Extraction of Total Community DNA (TC-DNA) and Metagenomic DNA (Pooled Fosmid Library) from Different Environmental Samples
The TC-DNA and/or metagenomic DNA (metagenomic DNA represented by the metagenomic pooled fosmid library from Baltic Sea) from different environmental samples originating from various geographic regions were extracted using different methods.

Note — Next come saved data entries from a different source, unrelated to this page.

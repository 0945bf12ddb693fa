//! Inbound session lifecycle events and their classification.

use super::base::ServiceBase;
use super::guard::{NickGuard, Phase};
use super::nickserv;
use super::protection::Protection;
use super::ServiceEffect;
use crate::error::EngineError;
use crate::state::{Session, Uid};
use tracing::{debug, info, warn};

/// Login information carried on a session introduction.
#[derive(Debug, Clone, PartialEq, Eq)]
pub struct AccountBinding {
    pub account: String,
    pub timestamp: i64,
    pub account_id: Option<String>,
}

/// A session introduced by the network.
#[derive(Debug, Clone, PartialEq, Eq)]
pub struct NewSession {
    pub uid: Uid,
    pub nick: String,
    pub ident: String,
    pub host: String,
    pub is_oper: bool,
    pub is_service: bool,
    /// Nick timestamp from the introduction.
    pub ts: i64,
    pub login: Option<AccountBinding>,
}

/// Everything the engine consumes from the uplink.
#[derive(Debug, Clone, PartialEq, Eq)]
pub enum LinkEvent {
    SessionEstablished(NewSession),
    EndOfBurst,
    Rename { uid: Uid, nick: String, ts: i64 },
    /// `None` is a logout.
    Authenticated { uid: Uid, account: Option<String> },
    Disconnected { uid: Uid },
    ServiceMessage { from_uid: Uid, text: String },
}

impl NickGuard {
    /// Process one inbound event.
    pub async fn handle_event(&self, event: LinkEvent) -> Result<Vec<ServiceEffect>, EngineError> {
        if !self.is_running() {
            return Err(EngineError::NotRunning);
        }

        match event {
            LinkEvent::SessionEstablished(new) => Ok(self.on_session(new).await),
            LinkEvent::EndOfBurst => {
                if self.end_burst() {
                    info!(sessions = self.sessions().len(), "End of burst, now live");
                }
                Ok(Vec::new())
            }
            LinkEvent::Rename { uid, nick, ts } => self.on_rename(&uid, &nick, ts).await,
            LinkEvent::Authenticated { uid, account } => self.on_authenticated(&uid, account).await,
            LinkEvent::Disconnected { uid } => self.on_disconnect(&uid),
            LinkEvent::ServiceMessage { from_uid, text } => {
                let sender = self
                    .sessions()
                    .get(&from_uid)
                    .ok_or(EngineError::UnknownSession(from_uid))?;
                Ok(nickserv::dispatch(self, &sender, &text).await)
            }
        }
    }

    async fn on_session(&self, new: NewSession) -> Vec<ServiceEffect> {
        if new.uid.is_empty() || new.nick.is_empty() {
            debug!(uid = %new.uid, "Ignoring malformed session introduction");
            return Vec::new();
        }

        let session = Session {
            uid: new.uid,
            nick: new.nick,
            ident: new.ident,
            host: new.host,
            account: new.login.map(|l| l.account),
            is_oper: new.is_oper,
            is_service: new.is_service,
            first_seen_at: new.ts,
            nick_ts: new.ts,
        };
        self.tracker().clear(&session.uid);
        self.sessions().insert(session.clone());

        if session.is_privileged() {
            return Vec::new();
        }

        let mut effects = Vec::new();
        if let Some(account) = &session.account {
            effects.extend(self.on_login(&session, account).await);
        }

        if self
            .protection(&session.nick, session.account.as_deref())
            .await
            .is_violated()
        {
            if self.phase() == Phase::Burst {
                info!(uid = %session.uid, nick = %session.nick, "Protected nick held during burst");
                effects.extend(self.enforce(&session).await);
            } else if self.tracker().track(&session.uid, &session.nick, self.now()) {
                effects.extend(self.warnings(&session.uid, &session.nick));
            }
        }
        effects
    }

    async fn on_rename(
        &self,
        uid: &str,
        nick: &str,
        ts: i64,
    ) -> Result<Vec<ServiceEffect>, EngineError> {
        self.sessions()
            .rename(uid, nick, ts)
            .ok_or_else(|| EngineError::UnknownSession(uid.to_string()))?;
        let session = self
            .sessions()
            .get(uid)
            .ok_or_else(|| EngineError::UnknownSession(uid.to_string()))?;

        if session.is_privileged() {
            self.tracker().clear(uid);
            return Ok(Vec::new());
        }
        Ok(self.reevaluate(&session).await)
    }

    /// Put the session on the clock or take it off, for its current nick.
    async fn reevaluate(&self, session: &Session) -> Vec<ServiceEffect> {
        match self
            .protection(&session.nick, session.account.as_deref())
            .await
        {
            Protection::Violated { .. } => {
                if self.tracker().track(&session.uid, &session.nick, self.now()) {
                    return self.warnings(&session.uid, &session.nick);
                }
            }
            Protection::Owned { .. } | Protection::Unprotected => {
                if self.tracker().clear(&session.uid) {
                    debug!(uid = %session.uid, nick = %session.nick, "Enforcement cleared");
                }
            }
        }
        Vec::new()
    }

    async fn on_authenticated(
        &self,
        uid: &str,
        account: Option<String>,
    ) -> Result<Vec<ServiceEffect>, EngineError> {
        if !self.sessions().set_account(uid, account.clone()) {
            return Err(EngineError::UnknownSession(uid.to_string()));
        }
        let session = self
            .sessions()
            .get(uid)
            .ok_or_else(|| EngineError::UnknownSession(uid.to_string()))?;

        let Some(account) = account else {
            debug!(uid = %uid, nick = %session.nick, "Session logged out");
            if session.is_privileged() {
                return Ok(Vec::new());
            }
            return Ok(self.reevaluate(&session).await);
        };

        let mut effects = self.on_login(&session, &account).await;

        if self.tracker().contains(uid) {
            match self.protection(&session.nick, Some(&account)).await {
                Protection::Owned { .. } => {
                    self.tracker().clear(uid);
                    info!(uid = %uid, nick = %session.nick, account = %account, "Owner identified");
                    effects.push(self.owner_confirmation(uid, &session.nick));
                }
                Protection::Unprotected => {
                    self.tracker().clear(uid);
                }
                Protection::Violated { owner } => {
                    effects.push(self.reply_effect(
                        uid,
                        &format!(
                            "You are identified as \x02{}\x02, but \x02{}\x02 belongs to \x02{}\x02. Change your nickname or identify to the owning account.",
                            account, session.nick, owner
                        ),
                    ));
                }
            }
        }
        Ok(effects)
    }

    /// An account was bound to a session: forgive its host and free the
    /// account's nicknames from placeholders.
    async fn on_login(&self, session: &Session, account: &str) -> Vec<ServiceEffect> {
        if let Err(e) = self.store().clear_abuse(&session.host_key()).await {
            warn!(host = %session.host_key(), error = %e, "Failed to clear abuse record");
        }
        if let Err(e) = self.store().touch_account(account, self.unix_now()).await {
            debug!(account = %account, error = %e, "Failed to update last seen");
        }

        let mut nicks = vec![account.to_string()];
        match self.store().list_reservations(account).await {
            Ok(reservations) => nicks.extend(reservations.into_iter().map(|r| r.nickname)),
            Err(e) => warn!(account = %account, error = %e, "Failed to list reservations"),
        }

        let mut effects = Vec::new();
        for nick in nicks {
            if self.deferred().cancel_occupy(&nick) > 0 {
                debug!(nick = %nick, account = %account, "Pending occupation cancelled");
            }
            if let Some(removal) = self.release_placeholder(&nick, "Released: owner identified") {
                effects.push(removal);
                effects.push(self.reply_effect(
                    &session.uid,
                    &format!("Your nickname \x02{}\x02 has been released from its placeholder.", nick),
                ));
                effects.push(self.announce(format!(
                    "Placeholder on {} released: owner {} identified",
                    nick, account
                )));
            }
        }
        effects
    }

    fn on_disconnect(&self, uid: &str) -> Result<Vec<ServiceEffect>, EngineError> {
        self.tracker().clear(uid);
        let session = self.sessions().remove(uid);
        if let Some(occupant) = self.dummies().remove_by_uid(uid) {
            info!(nick = %occupant.nick, uid = %uid, "Placeholder left the network");
        }
        match session {
            Some(_) => Ok(Vec::new()),
            None => Err(EngineError::UnknownSession(uid.to_string())),
        }
    }
}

The protocols used for TC-DNA extraction of each sample type are given in Table 1.
16S rRNA Gene PCR Amplification and Quantification
16S rRNA gene PCR amplification reaction was done as previously described by Heuer et al. (2009) [5] (product size of 1506 bp). The quality of the PCR product was determined by electrophoresis in 1% agarose gel and visualized with ethidium bromide staining and under UV light by comparison with the 1-kb gene-rulerTM DNA ladder (Fermentas, St Leon-Rot, Germany). Quantitative PCR (qPCR) targeting the 16S rRNA gene was performed with the TaqMan system as described by Suzuki et al. (2000) [6]. The 16S rRNA gene qPCR standard was made from cloned 16S rRNA gene amplicons (1467 bp) of E. coli. and 109, 108, 107 16S rRNA gene copy numbers were used.

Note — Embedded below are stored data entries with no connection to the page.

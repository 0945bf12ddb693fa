//! RESERVE, UNRESERVE and LISTRESERVE command handlers for NickServ.

use super::{NickServResult, require_account};
use crate::services::base::ServiceBase;
use crate::services::guard::NickGuard;
use crate::services::reservations::{MAX_RESERVATIONS, ReservationManager};
use crate::state::Session;

/// Handle RESERVE command.
pub async fn handle_reserve(guard: &NickGuard, sender: &Session, nick: &str) -> NickServResult {
    let uid = sender.uid.as_str();
    let account = match require_account(guard, sender) {
        Ok(account) => account,
        Err(reply) => return reply,
    };

    let manager = ReservationManager::new(guard.store());
    match manager.reserve(nick, &account, guard.unix_now()).await {
        Ok(()) => {
            let mut effects = vec![guard.reply_effect(
                uid,
                &format!("\x02{}\x02 is now reserved for your account.", nick),
            )];
            // Someone may already be sitting on it
            if let Some(holder) = guard.sessions().by_nick(nick)
                && !holder.is_privileged()
                && holder.uid != sender.uid
                && guard
                    .protection(&holder.nick, holder.account.as_deref())
                    .await
                    .is_violated()
                && guard.tracker().track(&holder.uid, &holder.nick, guard.now())
            {
                effects.extend(guard.warnings(&holder.uid, &holder.nick));
            }
            effects
        }
        Err(e) => guard.error_reply(uid, &e.to_string()),
    }
}

/// Handle UNRESERVE command.
pub async fn handle_unreserve(guard: &NickGuard, sender: &Session, nick: &str) -> NickServResult {
    let uid = sender.uid.as_str();
    let account = match require_account(guard, sender) {
        Ok(account) => account,
        Err(reply) => return reply,
    };

    let manager = ReservationManager::new(guard.store());
    match manager.unreserve(nick, &account, sender.is_oper).await {
        Ok(removed) => {
            let mut effects = vec![guard.reply_effect(
                uid,
                &format!("\x02{}\x02 is no longer reserved.", removed.nickname),
            )];
            // Nothing protects it any more
            if let Some(holder) = guard.sessions().by_nick(nick)
                && guard.tracker().clear(&holder.uid)
            {
                effects.push(guard.reply_effect(
                    &holder.uid,
                    &format!("\x02{}\x02 is no longer protected; you may keep using it.", holder.nick),
                ));
            }
            effects
        }
        Err(e) => guard.error_reply(uid, &e.to_string()),
    }
}

/// Handle LISTRESERVE command.
pub async fn handle_listreserve(guard: &NickGuard, sender: &Session) -> NickServResult {
    let uid = sender.uid.as_str();
    let account = match require_account(guard, sender) {
        Ok(account) => account,
        Err(reply) => return reply,
    };

    let reservations = match ReservationManager::new(guard.store()).list(&account).await {
        Ok(reservations) => reservations,
        Err(e) => return guard.error_reply(uid, &e.to_string()),
    };

    if reservations.is_empty() {
        return guard.error_reply(uid, "You have no reserved nicknames.");
    }

    let mut effects = vec![guard.reply_effect(
        uid,
        &format!(
            "Reserved nicknames for \x02{}\x02 ({}/{}):",
            account,
            reservations.len(),
            MAX_RESERVATIONS
        ),
    )];
    for reservation in &reservations {
        effects.push(guard.reply_effect(uid, &format!("  {}", reservation.nickname)));
    }
    effects
}

#[cfg(test)]
mod tests {
    use super::super::test_support::{connect, live_guard, notices};
    use super::*;

    #[tokio::test]
    async fn reserve_list_and_unreserve() {
        let (guard, _db, _clock) = live_guard().await;
        let me = connect(&guard, "001AAAAAA", "alice", Some("alice")).await;

        let effects = handle_reserve(&guard, &me, "alice_").await;
        assert_eq!(
            notices(&effects),
            vec!["\x02alice_\x02 is now reserved for your account."]
        );

        let effects = handle_listreserve(&guard, &me).await;
        assert_eq!(
            notices(&effects),
            vec!["Reserved nicknames for \x02alice\x02 (1/5):", "  alice_"]
        );

        let effects = handle_unreserve(&guard, &me, "alice_").await;
        assert_eq!(notices(&effects), vec!["\x02alice_\x02 is no longer reserved."]);
        let effects = handle_listreserve(&guard, &me).await;
        assert_eq!(notices(&effects), vec!["You have no reserved nicknames."]);
    }

    #[tokio::test]
    async fn reserving_occupied_nick_starts_enforcement() {
        let (guard, _db, _clock) = live_guard().await;
        let squatter = connect(&guard, "001AAAAAB", "alice_", None).await;
        assert!(!guard.tracker().contains(&squatter.uid));

        let me = connect(&guard, "001AAAAAA", "alice", Some("alice")).await;
        let effects = handle_reserve(&guard, &me, "alice_").await;
        assert!(guard.tracker().contains(&squatter.uid));
        assert!(effects.iter().any(|e| e.target() == Some("001AAAAAB")));
    }

    #[tokio::test]
    async fn unidentified_cannot_reserve() {
        let (guard, _db, _clock) = live_guard().await;
        let me = connect(&guard, "001AAAAAA", "carol", None).await;
        let effects = handle_reserve(&guard, &me, "carol_").await;
        assert!(notices(&effects)[0].starts_with("You must be identified"));
    }

    #[tokio::test]
    async fn other_account_cannot_unreserve() {
        let (guard, _db, _clock) = live_guard().await;
        let alice = connect(&guard, "001AAAAAA", "alice", Some("alice")).await;
        handle_reserve(&guard, &alice, "alice_").await;

        let bob = connect(&guard, "001AAAAAB", "bob", Some("bob")).await;
        let effects = handle_unreserve(&guard, &bob, "alice_").await;
        assert_eq!(
            notices(&effects),
            vec!["You do not hold the reservation for \x02alice_\x02."]
        );
    }
}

Southern Blot-PCR Based Detection of IncP-1 Plasmids
IncP-1 plasmids belonging to the α, β, γ, δ and ε subgroups were detected based on the amplification of the trfA region (product size of 281 bp) from TC-DNA and metagenomic DNA using the primers described by Bahl et al. (2009) [2]. Digoxygenin-labeled probes targeting different IncP-1 plasmids subgroups were generated from reference plasmids belonging to the IncP-1α, β, γ, δ and ε plasmids (Table 2). The IncP-1 mixed probe was prepared by mixing probes generated for the different subgroups. The random primed digoxigenin labeling of PCR amplicons excised from preparative agarose gels was done according to the Roche manufacturer’s protocol (Roche Diagnostics Deutschland GmbH, Mannheim, Germany).
Southern Blot-PCR Based Detection of IncP-7
PCR amplification of the rep region of IncP-7 plasmids (product size of 524 bp) from TC-DNA was performed as previously described by Izmalkova et al. (2005) [4]. Southern blotted PCR amplicons were hybridized at medium stringency with the dig-labeled IncP-7 probe generated from the reference plasmid pCAR1 isolated from Pseudomonas resinovorans according to the manufacturer’s instructions (QIAGEN® Plasmid Mini Kit) (Table 2). The randomly primed digoxigenin labeling of PCR amplicons was done as described above.
Analyzing the Diversity and Abundance of IncP-9 Plasmids by a Novel PCR System Targeting the oriV-rep Region
To study the abundance and diversity of IncP-9 plasmids, a novel PCR system targeting the oriV-rep regions was developed and applied to detect IncP-9 plasmids in TC- and metagenomic DNA from all samples analyzed (Table 1).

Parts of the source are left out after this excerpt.